- _WHAT THIS TASK INVOLVES_
Identify each line below containing the string "true" and copy it.

Stored data entries
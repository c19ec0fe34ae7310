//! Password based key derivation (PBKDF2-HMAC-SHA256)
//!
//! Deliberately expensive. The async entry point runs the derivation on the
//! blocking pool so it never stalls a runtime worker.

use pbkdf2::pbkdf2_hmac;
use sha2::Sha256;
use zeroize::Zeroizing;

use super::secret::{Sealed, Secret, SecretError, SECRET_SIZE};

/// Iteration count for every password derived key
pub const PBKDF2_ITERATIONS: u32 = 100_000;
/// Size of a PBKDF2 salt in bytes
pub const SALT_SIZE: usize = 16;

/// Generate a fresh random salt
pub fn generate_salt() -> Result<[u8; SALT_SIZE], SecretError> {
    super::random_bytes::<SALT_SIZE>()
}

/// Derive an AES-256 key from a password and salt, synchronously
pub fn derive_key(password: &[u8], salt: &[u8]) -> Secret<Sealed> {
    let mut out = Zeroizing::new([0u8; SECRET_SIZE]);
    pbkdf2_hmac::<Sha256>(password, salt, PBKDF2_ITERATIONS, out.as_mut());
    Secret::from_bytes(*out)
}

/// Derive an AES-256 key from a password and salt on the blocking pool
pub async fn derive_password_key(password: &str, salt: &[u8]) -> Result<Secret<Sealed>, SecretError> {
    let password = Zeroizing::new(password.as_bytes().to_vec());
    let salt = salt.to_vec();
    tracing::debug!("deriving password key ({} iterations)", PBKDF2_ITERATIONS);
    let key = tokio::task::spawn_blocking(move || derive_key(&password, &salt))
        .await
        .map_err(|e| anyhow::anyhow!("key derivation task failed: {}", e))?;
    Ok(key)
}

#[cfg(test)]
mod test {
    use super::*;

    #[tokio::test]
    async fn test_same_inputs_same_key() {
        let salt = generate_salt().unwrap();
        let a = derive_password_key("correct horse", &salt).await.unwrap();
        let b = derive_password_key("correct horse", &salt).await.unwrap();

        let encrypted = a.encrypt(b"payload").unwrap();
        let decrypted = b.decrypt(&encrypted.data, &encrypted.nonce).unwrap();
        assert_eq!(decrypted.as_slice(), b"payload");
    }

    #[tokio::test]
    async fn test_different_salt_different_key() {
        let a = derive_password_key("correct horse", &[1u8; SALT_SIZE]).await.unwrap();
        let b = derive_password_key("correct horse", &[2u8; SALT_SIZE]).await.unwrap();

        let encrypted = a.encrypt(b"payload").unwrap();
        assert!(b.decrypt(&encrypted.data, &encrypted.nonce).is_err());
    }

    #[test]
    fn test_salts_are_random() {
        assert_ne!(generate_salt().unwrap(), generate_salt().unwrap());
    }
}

==

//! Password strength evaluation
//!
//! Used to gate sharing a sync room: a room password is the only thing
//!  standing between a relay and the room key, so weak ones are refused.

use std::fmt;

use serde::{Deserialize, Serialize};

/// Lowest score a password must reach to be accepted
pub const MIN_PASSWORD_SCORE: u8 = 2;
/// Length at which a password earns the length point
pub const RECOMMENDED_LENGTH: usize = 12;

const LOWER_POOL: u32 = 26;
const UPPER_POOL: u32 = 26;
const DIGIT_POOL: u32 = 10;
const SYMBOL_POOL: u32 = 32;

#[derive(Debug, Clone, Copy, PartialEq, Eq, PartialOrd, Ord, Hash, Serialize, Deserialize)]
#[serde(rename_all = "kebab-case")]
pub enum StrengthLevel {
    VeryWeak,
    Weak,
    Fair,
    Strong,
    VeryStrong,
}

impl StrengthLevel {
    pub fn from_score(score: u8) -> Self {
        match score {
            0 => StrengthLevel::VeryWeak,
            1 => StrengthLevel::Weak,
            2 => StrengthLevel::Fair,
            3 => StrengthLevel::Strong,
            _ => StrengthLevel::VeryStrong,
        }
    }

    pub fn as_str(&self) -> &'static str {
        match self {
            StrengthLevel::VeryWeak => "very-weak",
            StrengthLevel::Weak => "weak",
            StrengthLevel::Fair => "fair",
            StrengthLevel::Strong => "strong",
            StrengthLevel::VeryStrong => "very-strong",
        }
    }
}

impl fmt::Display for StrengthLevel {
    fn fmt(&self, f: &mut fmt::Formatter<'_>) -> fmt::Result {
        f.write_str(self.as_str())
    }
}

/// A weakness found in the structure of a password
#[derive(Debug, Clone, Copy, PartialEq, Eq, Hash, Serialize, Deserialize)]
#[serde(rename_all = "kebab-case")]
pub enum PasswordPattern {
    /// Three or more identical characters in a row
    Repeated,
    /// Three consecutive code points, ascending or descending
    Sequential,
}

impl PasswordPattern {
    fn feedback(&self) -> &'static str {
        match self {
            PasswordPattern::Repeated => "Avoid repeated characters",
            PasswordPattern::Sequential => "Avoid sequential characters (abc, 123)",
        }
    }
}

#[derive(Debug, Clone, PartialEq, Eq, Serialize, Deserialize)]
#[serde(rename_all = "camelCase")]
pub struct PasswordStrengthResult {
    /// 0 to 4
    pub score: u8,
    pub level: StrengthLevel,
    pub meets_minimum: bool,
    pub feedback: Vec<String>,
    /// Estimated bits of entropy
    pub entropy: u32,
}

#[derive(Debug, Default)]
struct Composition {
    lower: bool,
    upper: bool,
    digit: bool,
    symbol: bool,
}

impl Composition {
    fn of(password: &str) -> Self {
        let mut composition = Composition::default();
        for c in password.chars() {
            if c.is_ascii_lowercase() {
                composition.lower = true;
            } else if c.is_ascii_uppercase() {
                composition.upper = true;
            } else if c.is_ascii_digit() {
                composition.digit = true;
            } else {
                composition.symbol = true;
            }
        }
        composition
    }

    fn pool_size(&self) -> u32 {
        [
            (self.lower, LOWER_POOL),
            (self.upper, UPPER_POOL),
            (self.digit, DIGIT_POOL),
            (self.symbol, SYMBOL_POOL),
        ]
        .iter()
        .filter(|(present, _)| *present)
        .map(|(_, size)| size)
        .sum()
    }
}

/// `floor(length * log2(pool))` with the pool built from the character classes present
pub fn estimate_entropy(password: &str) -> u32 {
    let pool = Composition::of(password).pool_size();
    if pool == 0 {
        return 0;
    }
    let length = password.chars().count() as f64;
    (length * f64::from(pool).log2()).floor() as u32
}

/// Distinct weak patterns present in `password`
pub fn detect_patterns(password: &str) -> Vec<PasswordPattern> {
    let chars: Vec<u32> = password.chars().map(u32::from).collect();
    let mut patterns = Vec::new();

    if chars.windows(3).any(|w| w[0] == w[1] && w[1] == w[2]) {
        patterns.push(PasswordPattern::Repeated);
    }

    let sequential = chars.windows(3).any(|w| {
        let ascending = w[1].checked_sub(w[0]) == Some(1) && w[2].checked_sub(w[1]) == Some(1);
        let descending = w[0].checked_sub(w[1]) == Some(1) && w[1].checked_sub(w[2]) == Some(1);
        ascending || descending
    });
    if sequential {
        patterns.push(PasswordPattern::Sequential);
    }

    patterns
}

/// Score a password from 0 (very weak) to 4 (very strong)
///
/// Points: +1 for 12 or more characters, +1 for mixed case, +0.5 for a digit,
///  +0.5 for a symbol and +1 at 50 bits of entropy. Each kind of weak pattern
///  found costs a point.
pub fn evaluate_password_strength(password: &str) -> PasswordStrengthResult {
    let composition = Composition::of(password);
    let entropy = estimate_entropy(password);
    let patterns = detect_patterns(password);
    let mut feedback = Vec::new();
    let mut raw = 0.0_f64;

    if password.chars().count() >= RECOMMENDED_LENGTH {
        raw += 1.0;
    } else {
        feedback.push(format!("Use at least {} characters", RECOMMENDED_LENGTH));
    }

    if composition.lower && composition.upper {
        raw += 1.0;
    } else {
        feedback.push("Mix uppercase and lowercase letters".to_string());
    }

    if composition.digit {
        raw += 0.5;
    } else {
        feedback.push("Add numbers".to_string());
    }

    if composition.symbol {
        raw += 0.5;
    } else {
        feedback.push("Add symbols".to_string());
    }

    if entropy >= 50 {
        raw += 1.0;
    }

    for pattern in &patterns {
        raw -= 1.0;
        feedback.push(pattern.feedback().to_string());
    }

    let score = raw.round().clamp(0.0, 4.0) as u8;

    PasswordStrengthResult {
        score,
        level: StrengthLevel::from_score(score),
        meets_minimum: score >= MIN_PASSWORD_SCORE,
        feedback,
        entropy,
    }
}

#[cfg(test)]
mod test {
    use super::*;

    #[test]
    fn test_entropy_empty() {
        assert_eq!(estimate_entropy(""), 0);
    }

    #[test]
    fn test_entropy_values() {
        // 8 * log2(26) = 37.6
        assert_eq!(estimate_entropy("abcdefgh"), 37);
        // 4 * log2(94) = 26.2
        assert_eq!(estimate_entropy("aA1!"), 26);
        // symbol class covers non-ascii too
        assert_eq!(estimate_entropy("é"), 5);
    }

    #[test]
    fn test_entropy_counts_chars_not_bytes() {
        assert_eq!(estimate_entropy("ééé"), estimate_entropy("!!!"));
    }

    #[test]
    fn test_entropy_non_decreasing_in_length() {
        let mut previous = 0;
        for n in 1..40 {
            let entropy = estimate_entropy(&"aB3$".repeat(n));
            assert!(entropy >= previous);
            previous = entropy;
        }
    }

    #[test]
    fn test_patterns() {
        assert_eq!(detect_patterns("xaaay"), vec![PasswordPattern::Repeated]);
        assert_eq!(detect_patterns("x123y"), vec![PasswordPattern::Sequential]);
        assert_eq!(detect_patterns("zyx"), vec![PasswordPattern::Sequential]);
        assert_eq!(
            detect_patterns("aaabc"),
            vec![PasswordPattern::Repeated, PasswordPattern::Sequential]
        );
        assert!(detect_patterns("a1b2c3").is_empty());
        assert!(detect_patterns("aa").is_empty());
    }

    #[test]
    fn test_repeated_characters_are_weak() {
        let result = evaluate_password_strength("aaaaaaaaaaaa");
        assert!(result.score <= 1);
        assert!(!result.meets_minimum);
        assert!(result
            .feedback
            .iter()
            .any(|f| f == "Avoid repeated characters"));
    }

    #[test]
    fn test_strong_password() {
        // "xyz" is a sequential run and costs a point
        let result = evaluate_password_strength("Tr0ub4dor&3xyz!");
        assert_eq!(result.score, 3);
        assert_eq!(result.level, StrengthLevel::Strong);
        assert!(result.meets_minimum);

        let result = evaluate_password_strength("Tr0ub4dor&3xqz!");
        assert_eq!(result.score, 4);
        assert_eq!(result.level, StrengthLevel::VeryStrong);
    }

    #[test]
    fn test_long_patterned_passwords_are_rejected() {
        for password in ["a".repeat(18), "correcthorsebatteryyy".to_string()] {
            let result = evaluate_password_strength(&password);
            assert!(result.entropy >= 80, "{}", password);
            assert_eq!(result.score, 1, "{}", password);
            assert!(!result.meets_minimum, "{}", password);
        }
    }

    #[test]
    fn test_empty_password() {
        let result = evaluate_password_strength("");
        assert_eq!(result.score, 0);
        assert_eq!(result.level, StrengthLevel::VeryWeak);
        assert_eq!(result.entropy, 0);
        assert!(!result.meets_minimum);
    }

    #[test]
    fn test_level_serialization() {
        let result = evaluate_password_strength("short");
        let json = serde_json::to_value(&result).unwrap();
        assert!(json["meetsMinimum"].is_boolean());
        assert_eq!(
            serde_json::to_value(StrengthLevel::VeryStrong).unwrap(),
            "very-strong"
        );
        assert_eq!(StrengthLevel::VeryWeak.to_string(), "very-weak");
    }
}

* * *

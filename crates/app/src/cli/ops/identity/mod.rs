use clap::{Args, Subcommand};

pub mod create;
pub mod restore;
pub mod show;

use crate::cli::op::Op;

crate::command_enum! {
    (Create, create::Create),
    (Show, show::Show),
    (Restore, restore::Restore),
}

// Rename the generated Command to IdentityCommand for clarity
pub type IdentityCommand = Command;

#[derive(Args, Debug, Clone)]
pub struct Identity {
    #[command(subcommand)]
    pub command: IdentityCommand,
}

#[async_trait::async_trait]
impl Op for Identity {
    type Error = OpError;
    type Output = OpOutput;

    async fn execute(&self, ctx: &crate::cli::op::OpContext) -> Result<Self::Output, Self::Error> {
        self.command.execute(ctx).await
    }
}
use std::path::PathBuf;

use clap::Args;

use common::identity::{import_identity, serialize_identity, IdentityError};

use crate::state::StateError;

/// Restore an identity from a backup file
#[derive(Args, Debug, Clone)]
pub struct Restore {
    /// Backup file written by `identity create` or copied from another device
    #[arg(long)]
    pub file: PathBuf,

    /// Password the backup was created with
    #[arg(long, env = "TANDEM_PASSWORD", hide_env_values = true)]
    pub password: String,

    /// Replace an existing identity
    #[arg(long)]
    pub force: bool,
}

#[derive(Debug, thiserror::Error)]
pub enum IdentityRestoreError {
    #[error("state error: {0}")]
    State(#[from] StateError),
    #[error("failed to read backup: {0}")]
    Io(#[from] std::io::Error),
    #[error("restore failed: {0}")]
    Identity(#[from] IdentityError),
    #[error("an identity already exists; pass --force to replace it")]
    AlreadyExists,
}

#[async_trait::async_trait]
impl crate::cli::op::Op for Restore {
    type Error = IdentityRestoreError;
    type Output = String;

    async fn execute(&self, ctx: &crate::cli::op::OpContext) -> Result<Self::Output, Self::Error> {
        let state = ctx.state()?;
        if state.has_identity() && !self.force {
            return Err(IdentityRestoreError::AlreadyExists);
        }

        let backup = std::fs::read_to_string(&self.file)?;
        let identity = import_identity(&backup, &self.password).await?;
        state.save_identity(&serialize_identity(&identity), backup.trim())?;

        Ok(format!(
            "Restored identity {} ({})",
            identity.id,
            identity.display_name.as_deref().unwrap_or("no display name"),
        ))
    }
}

- _RESPONSE TO THIS EXERCISE_
                composition.lower = true;
                composition.upper = true;
                composition.digit = true;
                composition.symbol = true;
    #[arg(long, env = "TANDEM_PASSWORD", hide_env_values = true)]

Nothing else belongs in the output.